Task objective: The listing below should be copied in full, word for word.

Start of Data for this task

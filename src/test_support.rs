//! Hand-built terrain for unit tests.

use bevy::prelude::*;

use crate::backend::TerrainQuery;
use crate::detection::{Platform, SurfaceHit};

/// Allocate `count` distinct entities.
pub(crate) fn entities(count: usize) -> Vec<Entity> {
    let mut world = World::new();
    (0..count).map(|_| world.spawn_empty().id()).collect()
}

#[derive(Debug, Clone, Copy)]
pub(crate) enum MockShape {
    /// Axis-aligned box.
    Aabb { min: Vec2, max: Vec2 },
    /// Solid half-plane below the line through `point` with outward `normal`.
    HalfPlane { point: Vec2, normal: Vec2 },
}

#[derive(Debug, Clone, Copy)]
pub(crate) struct MockSolid {
    pub shape: MockShape,
    pub entity: Entity,
    pub velocity: Vec2,
    pub platform: Option<Platform>,
}

/// A tiny analytic world: boxes and half-planes.
#[derive(Debug, Clone, Default)]
pub(crate) struct MockTerrain {
    pub solids: Vec<MockSolid>,
    pub excluded: Vec<Entity>,
}

impl MockTerrain {
    pub fn with_box(mut self, entity: Entity, center: Vec2, half: Vec2) -> Self {
        self.solids.push(MockSolid {
            shape: MockShape::Aabb {
                min: center - half,
                max: center + half,
            },
            entity,
            velocity: Vec2::ZERO,
            platform: None,
        });
        self
    }

    pub fn with_slope(mut self, entity: Entity, point: Vec2, normal: Vec2) -> Self {
        self.solids.push(MockSolid {
            shape: MockShape::HalfPlane {
                point,
                normal: normal.normalize(),
            },
            entity,
            velocity: Vec2::ZERO,
            platform: None,
        });
        self
    }

    /// Tag the most recently added solid.
    pub fn tagged(mut self, platform: Platform, velocity: Vec2) -> Self {
        if let Some(solid) = self.solids.last_mut() {
            solid.platform = Some(platform);
            solid.velocity = velocity;
        }
        self
    }

    pub fn excluding(&self, entities: impl IntoIterator<Item = Entity>) -> Self {
        let mut terrain = self.clone();
        terrain.excluded.extend(entities);
        terrain
    }

    fn closest(
        &self,
        mut hit_solid: impl FnMut(&MockSolid) -> Option<(f32, Vec2, Vec2)>,
    ) -> Option<SurfaceHit> {
        self.solids
            .iter()
            .filter(|solid| !self.excluded.contains(&solid.entity))
            .filter_map(|solid| {
                hit_solid(solid)
                    .map(|(distance, normal, point)| SurfaceHit::new(distance, normal, point, solid.entity))
            })
            .min_by(|a, b| a.distance.total_cmp(&b.distance))
    }

    fn solid(&self, entity: Entity) -> Option<&MockSolid> {
        self.solids.iter().find(|solid| solid.entity == entity)
    }
}

fn ray_aabb(origin: Vec2, dir: Vec2, min: Vec2, max: Vec2, max_distance: f32) -> Option<(f32, Vec2)> {
    let mut t_enter = 0.0_f32;
    let mut t_exit = max_distance;
    let mut normal = Vec2::ZERO;
    for axis in 0..2 {
        if dir[axis].abs() < 1e-8 {
            if origin[axis] < min[axis] || origin[axis] > max[axis] {
                return None;
            }
            continue;
        }
        let inv = 1.0 / dir[axis];
        let mut t1 = (min[axis] - origin[axis]) * inv;
        let mut t2 = (max[axis] - origin[axis]) * inv;
        if t1 > t2 {
            std::mem::swap(&mut t1, &mut t2);
        }
        if t1 > t_enter || (t1 == t_enter && normal == Vec2::ZERO) {
            t_enter = t1;
            normal = Vec2::AXES[axis] * -dir[axis].signum();
        }
        t_exit = t_exit.min(t2);
        if t_enter > t_exit {
            return None;
        }
    }
    Some((t_enter, normal))
}

fn ray_half_plane(origin: Vec2, dir: Vec2, point: Vec2, normal: Vec2, max_distance: f32) -> Option<f32> {
    let height = normal.dot(origin - point);
    if height <= 0.0 {
        return Some(0.0);
    }
    let approach = normal.dot(dir);
    if approach >= 0.0 {
        return None;
    }
    let t = -height / approach;
    (t <= max_distance).then_some(t)
}

impl TerrainQuery for MockTerrain {
    fn cast_ray(&self, origin: Vec2, direction: Dir2, max_distance: f32) -> Option<SurfaceHit> {
        let dir = *direction;
        self.closest(|solid| match solid.shape {
            MockShape::Aabb { min, max } => ray_aabb(origin, dir, min, max, max_distance)
                .map(|(t, normal)| (t, normal, origin + dir * t)),
            MockShape::HalfPlane { point, normal } => {
                ray_half_plane(origin, dir, point, normal, max_distance)
                    .map(|t| (t, normal, origin + dir * t))
            }
        })
    }

    fn cast_box(
        &self,
        center: Vec2,
        half_extents: Vec2,
        direction: Dir2,
        max_distance: f32,
    ) -> Option<SurfaceHit> {
        let dir = *direction;
        self.closest(|solid| match solid.shape {
            MockShape::Aabb { min, max } => {
                ray_aabb(center, dir, min - half_extents, max + half_extents, max_distance)
                    .map(|(t, normal)| (t, normal, center + dir * t - normal * half_extents))
            }
            MockShape::HalfPlane { point, normal } => {
                let corner = center - half_extents * normal.signum();
                ray_half_plane(corner, dir, point, normal, max_distance)
                    .map(|t| (t, normal, corner + dir * t))
            }
        })
    }

    fn surface_velocity(&self, entity: Entity) -> Vec2 {
        self.solid(entity).map_or(Vec2::ZERO, |solid| solid.velocity)
    }

    fn platform(&self, entity: Entity) -> Option<Platform> {
        self.solid(entity).and_then(|solid| solid.platform)
    }
}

End of Data for this task

Written solution:
filename src/test_support.rs
//! Hand-built terrain for unit tests.

use bevy::prelude::*;

use crate::backend::TerrainQuery;
use crate::detection::{Platform, SurfaceHit};

/// Allocate `count` distinct entities.
pub(crate) fn entities(count: usize) -> Vec<Entity> {
    let mut world = World::new();
    (0..count).map(|_| world.spawn_empty().id()).collect()
}

#[derive(Debug, Clone, Copy)]
pub(crate) enum MockShape {
    /// Axis-aligned box.
    Aabb { min: Vec2, max: Vec2 },
    /// Solid half-plane below the line through `point` with outward `normal`.
    HalfPlane { point: Vec2, normal: Vec2 },
}

#[derive(Debug, Clone, Copy)]
pub(crate) struct MockSolid {
    pub shape: MockShape,
    pub entity: Entity,
    pub velocity: Vec2,
    pub platform: Option<Platform>,
}

/// A tiny analytic world: boxes and half-planes.
#[derive(Debug, Clone, Default)]
pub(crate) struct MockTerrain {
    pub solids: Vec<MockSolid>,
    pub excluded: Vec<Entity>,
}

impl MockTerrain {
    pub fn with_box(mut self, entity: Entity, center: Vec2, half: Vec2) -> Self {
        self.solids.push(MockSolid {
            shape: MockShape::Aabb {
                min: center - half,
                max: center + half,
            },
            entity,
            velocity: Vec2::ZERO,
            platform: None,
        });
        self
    }

    pub fn with_slope(mut self, entity: Entity, point: Vec2, normal: Vec2) -> Self {
        self.solids.push(MockSolid {
            shape: MockShape::HalfPlane {
                point,
                normal: normal.normalize(),
            },
            entity,
            velocity: Vec2::ZERO,
            platform: None,
        });
        self
    }

    /// Tag the most recently added solid.
    pub fn tagged(mut self, platform: Platform, velocity: Vec2) -> Self {
        if let Some(solid) = self.solids.last_mut() {
            solid.platform = Some(platform);
            solid.velocity = velocity;
        }
        self
    }

    pub fn excluding(&self, entities: impl IntoIterator<Item = Entity>) -> Self {
        let mut terrain = self.clone();
        terrain.excluded.extend(entities);
        terrain
    }

    fn closest(
        &self,
        mut hit_solid: impl FnMut(&MockSolid) -> Option<(f32, Vec2, Vec2)>,
    ) -> Option<SurfaceHit> {
        self.solids
            .iter()
            .filter(|solid| !self.excluded.contains(&solid.entity))
            .filter_map(|solid| {
                hit_solid(solid)
                    .map(|(distance, normal, point)| SurfaceHit::new(distance, normal, point, solid.entity))
            })
            .min_by(|a, b| a.distance.total_cmp(&b.distance))
    }

    fn solid(&self, entity: Entity) -> Option<&MockSolid> {
        self.solids.iter().find(|solid| solid.entity == entity)
    }
}

fn ray_aabb(origin: Vec2, dir: Vec2, min: Vec2, max: Vec2, max_distance: f32) -> Option<(f32, Vec2)> {
    let mut t_enter = 0.0_f32;
    let mut t_exit = max_distance;
    let mut normal = Vec2::ZERO;
    for axis in 0..2 {
        if dir[axis].abs() < 1e-8 {
            if origin[axis] < min[axis] || origin[axis] > max[axis] {
                return None;
            }
            continue;
        }
        let inv = 1.0 / dir[axis];
        let mut t1 = (min[axis] - origin[axis]) * inv;
        let mut t2 = (max[axis] - origin[axis]) * inv;
        if t1 > t2 {
            std::mem::swap(&mut t1, &mut t2);
        }
        if t1 > t_enter || (t1 == t_enter && normal == Vec2::ZERO) {
            t_enter = t1;
            normal = Vec2::AXES[axis] * -dir[axis].signum();
        }
        t_exit = t_exit.min(t2);
        if t_enter > t_exit {
            return None;
        }
    }
    Some((t_enter, normal))
}

fn ray_half_plane(origin: Vec2, dir: Vec2, point: Vec2, normal: Vec2, max_distance: f32) -> Option<f32> {
    let height = normal.dot(origin - point);
    if height <= 0.0 {
        return Some(0.0);
    }
    let approach = normal.dot(dir);
    if approach >= 0.0 {
        return None;
    }
    let t = -height / approach;
    (t <= max_distance).then_some(t)
}

impl TerrainQuery for MockTerrain {
    fn cast_ray(&self, origin: Vec2, direction: Dir2, max_distance: f32) -> Option<SurfaceHit> {
        let dir = *direction;
        self.closest(|solid| match solid.shape {
            MockShape::Aabb { min, max } => ray_aabb(origin, dir, min, max, max_distance)
                .map(|(t, normal)| (t, normal, origin + dir * t)),
            MockShape::HalfPlane { point, normal } => {
                ray_half_plane(origin, dir, point, normal, max_distance)
                    .map(|t| (t, normal, origin + dir * t))
            }
        })
    }

    fn cast_box(
        &self,
        center: Vec2,
        half_extents: Vec2,
        direction: Dir2,
        max_distance: f32,
    ) -> Option<SurfaceHit> {
        let dir = *direction;
        self.closest(|solid| match solid.shape {
            MockShape::Aabb { min, max } => {
                ray_aabb(center, dir, min - half_extents, max + half_extents, max_distance)
                    .map(|(t, normal)| (t, normal, center + dir * t - normal * half_extents))
            }
            MockShape::HalfPlane { point, normal } => {
                let corner = center - half_extents * normal.signum();
                ray_half_plane(corner, dir, point, normal, max_distance)
                    .map(|t| (t, normal, corner + dir * t))
            }
        })
    }

    fn surface_velocity(&self, entity: Entity) -> Vec2 {
        self.solid(entity).map_or(Vec2::ZERO, |solid| solid.velocity)
    }

    fn platform(&self, entity: Entity) -> Option<Platform> {
        self.solid(entity).and_then(|solid| solid.platform)
    }
}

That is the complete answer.